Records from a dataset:
---

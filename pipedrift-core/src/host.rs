//! Hosting-service collaborator interface.

use crate::error::Result;

/// Read-only operations the report engine needs from a repository hosting
/// service.
///
/// Implementations talk to a real service over the network; the engine
/// treats every failure as an empty result for the affected repository,
/// so implementations should surface errors rather than paper over them.
#[cfg_attr(test, mockall::automock)]
pub trait WorkflowHost: Sync {
    /// List the workflow definition files in the repository's
    /// conventional workflow directory.
    fn find_workflows(&self, owner: &str, repo: &str) -> Result<Vec<String>>;

    /// Fetch the raw text of one workflow file.
    fn workflow_content(&self, owner: &str, repo: &str, path: &str) -> Result<String>;

    /// List the display names of committers who touched one workflow
    /// file. Implementations must exhaust pagination before returning.
    fn workflow_contributors(&self, owner: &str, repo: &str, path: &str) -> Result<Vec<String>>;

    /// List the security advisory identifiers published for the
    /// repository. Implementations must exhaust pagination before
    /// returning.
    fn security_advisories(&self, owner: &str, repo: &str) -> Result<Vec<String>>;
}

---

**Problem requirements**
From the entries above, pull out each line that includes "exhaust".

**Answer area**
    /// file. Implementations must exhaust pagination before returning.
    /// repository. Implementations must exhaust pagination before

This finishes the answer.